(Dataset entries)
------------------------
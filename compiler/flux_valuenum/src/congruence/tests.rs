#![allow(clippy::unwrap_used)]

use flux_ir::{
    Arg, BuiltinOp, Constant, FunctionSigs, GlobalConstants, Mapped, Name, OpMode, OptFlags,
    PrimType, RcKind, Storage, Type, VarId, VarTable, Variable,
};
use pretty_assertions::assert_eq;
use proptest::prelude::*;

use crate::{ArgOrCv, CongruenceKind, CongruenceModel, ComputedValue, Opcode, VnError};

const VALUE: CongruenceKind = CongruenceKind::Value;

fn push(vars: &mut VarTable, ty: Type, storage: Storage) -> VarId {
    vars.push(Variable {
        name: Name::EMPTY,
        ty,
        storage,
        mapped: Mapped::No,
    })
}

fn int_values(vars: &mut VarTable, n: usize) -> Vec<VarId> {
    (0..n)
        .map(|_| push(vars, Type::Value(PrimType::Int), Storage::Local))
        .collect()
}

fn v(id: VarId) -> ArgOrCv {
    id.into()
}

fn all_initialized(_: VarId, _: RcKind) -> bool {
    true
}

fn plus_one(x: VarId) -> ComputedValue {
    ComputedValue::new(
        Opcode::Builtin(BuiltinOp::PlusInt, OpMode::Local),
        [Arg::Var(x), Arg::int(1)],
    )
}

// Classes

/// Merging is transitive and the oldest name stays representative.
#[test]
fn merge_is_transitive() {
    let mut vars = VarTable::new();
    let ids = int_values(&mut vars, 3);
    let (globals, sigs) = (GlobalConstants::default(), FunctionSigs::default());
    let mut model = CongruenceModel::new(&vars, &globals, &sigs, OptFlags::all());

    model.merge(VALUE, v(ids[0]), v(ids[1])).unwrap();
    model.merge(VALUE, v(ids[1]), v(ids[2])).unwrap();
    assert!(model.congruent(VALUE, &v(ids[0]), &v(ids[2])));
    assert_eq!(model.find_canonical(VALUE, &v(ids[2])), v(ids[0]));
    assert!(!model.congruent(CongruenceKind::Alias, &v(ids[0]), &v(ids[2])));
}

/// A literal always beats a variable for representative.
#[test]
fn constant_is_representative() {
    let mut vars = VarTable::new();
    let ids = int_values(&mut vars, 2);
    let (globals, sigs) = (GlobalConstants::default(), FunctionSigs::default());
    let mut model = CongruenceModel::new(&vars, &globals, &sigs, OptFlags::all());

    model.merge(VALUE, v(ids[0]), v(ids[1])).unwrap();
    model.merge(VALUE, v(ids[1]), Arg::int(7).into()).unwrap();
    assert_eq!(model.find_canonical(VALUE, &v(ids[0])), Arg::int(7).into());
}

/// Recomputing the same expression lands in the same class.
#[test]
fn equal_expressions_are_congruent() {
    let mut vars = VarTable::new();
    let ids = int_values(&mut vars, 3);
    let (globals, sigs) = (GlobalConstants::default(), FunctionSigs::default());
    let mut model = CongruenceModel::new(&vars, &globals, &sigs, OptFlags::all());

    model.add(VALUE, &plus_one(ids[0]), Arg::Var(ids[1])).unwrap();
    model.add(VALUE, &plus_one(ids[0]), Arg::Var(ids[2])).unwrap();
    assert_eq!(model.find_canonical(VALUE, &v(ids[2])), v(ids[1]));
}

/// Commutative operands are ordered before comparison.
#[test]
fn commutative_operands_ordered() {
    let mut vars = VarTable::new();
    let ids = int_values(&mut vars, 4);
    let (globals, sigs) = (GlobalConstants::default(), FunctionSigs::default());
    let mut model = CongruenceModel::new(&vars, &globals, &sigs, OptFlags::all());
    let mult = |a: VarId, b: VarId| {
        ComputedValue::new(
            Opcode::Builtin(BuiltinOp::MultInt, OpMode::Local),
            [Arg::Var(a), Arg::Var(b)],
        )
    };

    model.add(VALUE, &mult(ids[0], ids[1]), Arg::Var(ids[2])).unwrap();
    model.add(VALUE, &mult(ids[1], ids[0]), Arg::Var(ids[3])).unwrap();
    assert!(model.congruent(VALUE, &v(ids[2]), &v(ids[3])));
}

/// Learning that two inputs are equal makes values computed from them equal.
#[test]
fn merge_recanonicalizes_dependents() {
    let mut vars = VarTable::new();
    let ids = int_values(&mut vars, 4);
    let (a, b, y, z) = (ids[0], ids[1], ids[2], ids[3]);
    let (globals, sigs) = (GlobalConstants::default(), FunctionSigs::default());
    let mut model = CongruenceModel::new(&vars, &globals, &sigs, OptFlags::all());

    model.add(VALUE, &plus_one(a), Arg::Var(y)).unwrap();
    model.add(VALUE, &plus_one(b), Arg::Var(z)).unwrap();
    assert!(!model.congruent(VALUE, &v(y), &v(z)));

    model.merge(VALUE, v(a), v(b)).unwrap();
    assert!(model.congruent(VALUE, &v(y), &v(z)));
    assert_eq!(model.find_canonical(VALUE, &v(z)), v(y));
}

/// Learning an input's literal value folds values computed from it.
#[test]
fn merge_with_constant_folds_dependents() {
    let mut vars = VarTable::new();
    let ids = int_values(&mut vars, 2);
    let (x, y) = (ids[0], ids[1]);
    let (globals, sigs) = (GlobalConstants::default(), FunctionSigs::default());
    let mut model = CongruenceModel::new(&vars, &globals, &sigs, OptFlags::all());

    model.add(VALUE, &plus_one(x), Arg::Var(y)).unwrap();
    model.merge(VALUE, v(x), Arg::int(4).into()).unwrap();
    assert_eq!(model.find_canonical(VALUE, &v(y)), Arg::int(5).into());
}

// Futures and constants

/// A future stored a literal and then retrieved yields the literal.
#[test]
fn store_then_retrieve_is_constant() {
    let mut vars = VarTable::new();
    let f = push(&mut vars, Type::Future(PrimType::Int), Storage::Stack);
    let r = push(&mut vars, Type::Value(PrimType::Int), Storage::Local);
    let (globals, sigs) = (GlobalConstants::default(), FunctionSigs::default());
    let mut model = CongruenceModel::new(&vars, &globals, &sigs, OptFlags::all());

    model
        .add(VALUE, &ComputedValue::new(Opcode::Assign, [Arg::int(3)]), Arg::Var(f))
        .unwrap();
    model
        .add(VALUE, &ComputedValue::new(Opcode::Retrieve, [Arg::Var(f)]), Arg::Var(r))
        .unwrap();
    assert_eq!(model.find_canonical(VALUE, &v(r)), Arg::int(3).into());
}

/// With shared constants, a future assigned a literal joins the
/// program's constant variable for it.
#[test]
fn shared_constant_becomes_representative() {
    let mut vars = VarTable::new();
    let g = push(&mut vars, Type::Future(PrimType::Int), Storage::GlobalConst);
    let f = push(&mut vars, Type::Future(PrimType::Int), Storage::Stack);
    let mut globals = GlobalConstants::default();
    globals.insert(Constant::Int(5), g);
    let sigs = FunctionSigs::default();

    let assign = ComputedValue::new(Opcode::Assign, [Arg::int(5)]);
    let mut model = CongruenceModel::new(&vars, &globals, &sigs, OptFlags::all());
    model.add(VALUE, &assign, Arg::Var(f)).unwrap();
    assert_eq!(model.find_canonical(VALUE, &v(f)), v(g));

    let off = OptFlags::all() - OptFlags::SHARED_CONSTANTS;
    let mut model = CongruenceModel::new(&vars, &globals, &sigs, off);
    model.add(VALUE, &assign, Arg::Var(f)).unwrap();
    assert_eq!(model.find_canonical(VALUE, &v(f)), v(f));
}

// Errors

#[test]
fn type_mismatch_is_reported() {
    let mut vars = VarTable::new();
    let i = push(&mut vars, Type::Value(PrimType::Int), Storage::Local);
    let s = push(&mut vars, Type::Value(PrimType::String), Storage::Local);
    let (globals, sigs) = (GlobalConstants::default(), FunctionSigs::default());
    let mut model = CongruenceModel::new(&vars, &globals, &sigs, OptFlags::all());

    let err = model.merge(VALUE, v(i), v(s)).unwrap_err();
    assert_eq!(
        err,
        VnError::TypeMismatch {
            kind: VALUE,
            winner: Arg::Var(i),
            winner_ty: Type::Value(PrimType::Int),
            loser: Arg::Var(s),
            loser_ty: Type::Value(PrimType::String),
        }
    );
}

#[test]
fn conflicting_constants_are_reported() {
    let mut vars = VarTable::new();
    let ids = int_values(&mut vars, 1);
    let (globals, sigs) = (GlobalConstants::default(), FunctionSigs::default());
    let mut model = CongruenceModel::new(&vars, &globals, &sigs, OptFlags::all());

    model.merge(VALUE, v(ids[0]), Arg::int(1).into()).unwrap();
    let err = model.merge(VALUE, v(ids[0]), Arg::int(2).into()).unwrap_err();
    assert!(matches!(err, VnError::ConflictingConstants { .. }));
}

// Scopes

/// Merges made in a scope vanish with it unless promoted.
#[test]
fn scoped_merges_roll_back_or_promote() {
    let mut vars = VarTable::new();
    let ids = int_values(&mut vars, 2);
    let (globals, sigs) = (GlobalConstants::default(), FunctionSigs::default());
    let mut model = CongruenceModel::new(&vars, &globals, &sigs, OptFlags::all());

    model.push_scope(false);
    model.merge(VALUE, v(ids[0]), v(ids[1])).unwrap();
    let merges = model.pop_scope();
    assert!(!model.congruent(VALUE, &v(ids[0]), &v(ids[1])));
    assert_eq!(merges.len(), 1);

    model.promote(merges).unwrap();
    assert!(model.congruent(VALUE, &v(ids[0]), &v(ids[1])));
}

/// A local value declared outside a task is not accessible inside it;
/// a future is.
#[test]
fn locals_do_not_cross_tasks() {
    let mut vars = VarTable::new();
    let x = push(&mut vars, Type::Value(PrimType::Int), Storage::Local);
    let f = push(&mut vars, Type::Future(PrimType::Int), Storage::Stack);
    let (globals, sigs) = (GlobalConstants::default(), FunctionSigs::default());
    let mut model = CongruenceModel::new(&vars, &globals, &sigs, OptFlags::all());
    model.declare(x);
    model.declare(f);

    model.push_scope(false);
    assert!(model.is_accessible(x));
    model.push_scope(true);
    assert!(!model.is_accessible(x));
    assert!(model.is_accessible(f));
}

// Replacement

/// A later name is replaced by the representative.
#[test]
fn replacement_is_representative() {
    let mut vars = VarTable::new();
    let ids = int_values(&mut vars, 2);
    let (globals, sigs) = (GlobalConstants::default(), FunctionSigs::default());
    let mut model = CongruenceModel::new(&vars, &globals, &sigs, OptFlags::all());
    model.declare(ids[0]);
    model.declare(ids[1]);

    model.merge(VALUE, v(ids[0]), v(ids[1])).unwrap();
    let init = all_initialized;
    assert_eq!(
        model.replacement_for(VALUE, ids[1], &init),
        Some(Arg::Var(ids[0]))
    );
    assert_eq!(model.replacement_for(VALUE, ids[0], &init), None);
}

/// An uninitialized representative falls back to another member.
#[test]
fn replacement_skips_uninitialized() {
    let mut vars = VarTable::new();
    let ids = int_values(&mut vars, 3);
    let (a, b, c) = (ids[0], ids[1], ids[2]);
    let (globals, sigs) = (GlobalConstants::default(), FunctionSigs::default());
    let mut model = CongruenceModel::new(&vars, &globals, &sigs, OptFlags::all());
    for id in &ids {
        model.declare(*id);
    }
    model.merge(VALUE, v(a), v(b)).unwrap();
    model.merge(VALUE, v(a), v(c)).unwrap();

    let init = |var: VarId, _: RcKind| var != a;
    assert_eq!(model.replacement_for(VALUE, c, &init), Some(Arg::Var(b)));

    let none = |var: VarId, _: RcKind| var == c;
    assert_eq!(model.replacement_for(VALUE, c, &none), None);
}

/// An inaccessible representative falls back to an accessible member.
#[test]
fn replacement_skips_inaccessible() {
    let mut vars = VarTable::new();
    let x = push(&mut vars, Type::Value(PrimType::Int), Storage::Local);
    let y = push(&mut vars, Type::Value(PrimType::Int), Storage::Local);
    let z = push(&mut vars, Type::Value(PrimType::Int), Storage::Local);
    let (globals, sigs) = (GlobalConstants::default(), FunctionSigs::default());
    let mut model = CongruenceModel::new(&vars, &globals, &sigs, OptFlags::all());
    model.declare(x);

    model.push_scope(true);
    model.declare(y);
    model.declare(z);
    model.merge(VALUE, v(x), v(y)).unwrap();
    model.merge(VALUE, v(y), v(z)).unwrap();
    assert_eq!(model.find_canonical(VALUE, &v(z)), v(x));
    assert_eq!(
        model.replacement_for(VALUE, z, &all_initialized),
        Some(Arg::Var(y))
    );
}

/// Variables whose mapping is not statically "no" are never replaced or
/// offered as replacements.
#[test]
fn mapped_variables_are_opaque() {
    let mut vars = VarTable::new();
    let a = push(&mut vars, Type::File, Storage::Stack);
    let b = push(&mut vars, Type::File, Storage::Stack);
    vars.get_mut(a).mapped = Mapped::Maybe;
    let (globals, sigs) = (GlobalConstants::default(), FunctionSigs::default());
    let mut model = CongruenceModel::new(&vars, &globals, &sigs, OptFlags::all());
    model.declare(a);
    model.declare(b);

    model.merge(VALUE, v(a), v(b)).unwrap();
    assert_eq!(model.replacement_for(VALUE, a, &all_initialized), None);
    assert_eq!(model.replacement_for(VALUE, b, &all_initialized), None);
}

/// Alias congruence never offers a literal.
#[test]
fn alias_replacement_is_never_constant() {
    let mut vars = VarTable::new();
    let ids = int_values(&mut vars, 1);
    let (globals, sigs) = (GlobalConstants::default(), FunctionSigs::default());
    let mut model = CongruenceModel::new(&vars, &globals, &sigs, OptFlags::all());
    model.declare(ids[0]);
    model
        .merge(CongruenceKind::Alias, v(ids[0]), Arg::int(1).into())
        .unwrap();
    assert_eq!(
        model.replacement_for(CongruenceKind::Alias, ids[0], &all_initialized),
        None
    );
    assert_eq!(
        model.replacement_for(VALUE, ids[0], &all_initialized),
        None
    );
}

proptest! {
    /// Classes are exactly the connected components of the merges made.
    #[test]
    fn classes_match_reference_partition(
        pairs in prop::collection::vec((0usize..8, 0usize..8), 0..16)
    ) {
        let mut vars = VarTable::new();
        let ids = int_values(&mut vars, 8);
        let (globals, sigs) = (GlobalConstants::default(), FunctionSigs::default());
        let mut model = CongruenceModel::new(&vars, &globals, &sigs, OptFlags::all());

        let mut label: Vec<usize> = (0..8).collect();
        for (a, b) in pairs {
            model.merge(VALUE, v(ids[a]), v(ids[b])).unwrap();
            let (from, to) = (label[b], label[a]);
            for l in &mut label {
                if *l == from {
                    *l = to;
                }
            }
        }
        for a in 0..8 {
            for b in 0..8 {
                prop_assert_eq!(
                    model.congruent(VALUE, &v(ids[a]), &v(ids[b])),
                    label[a] == label[b]
                );
            }
        }
    }
}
------------------------
When you reach the line that contains "use proptest::prelude::*;", stop; that line and every line before it, from the very first line of the data, should be restated word for word.

• Answer for the task:
filename compiler/flux_valuenum/src/congruence/tests.rs
#![allow(clippy::unwrap_used)]

use flux_ir::{
    Arg, BuiltinOp, Constant, FunctionSigs, GlobalConstants, Mapped, Name, OpMode, OptFlags,
    PrimType, RcKind, Storage, Type, VarId, VarTable, Variable,
};
use pretty_assertions::assert_eq;
use proptest::prelude::*;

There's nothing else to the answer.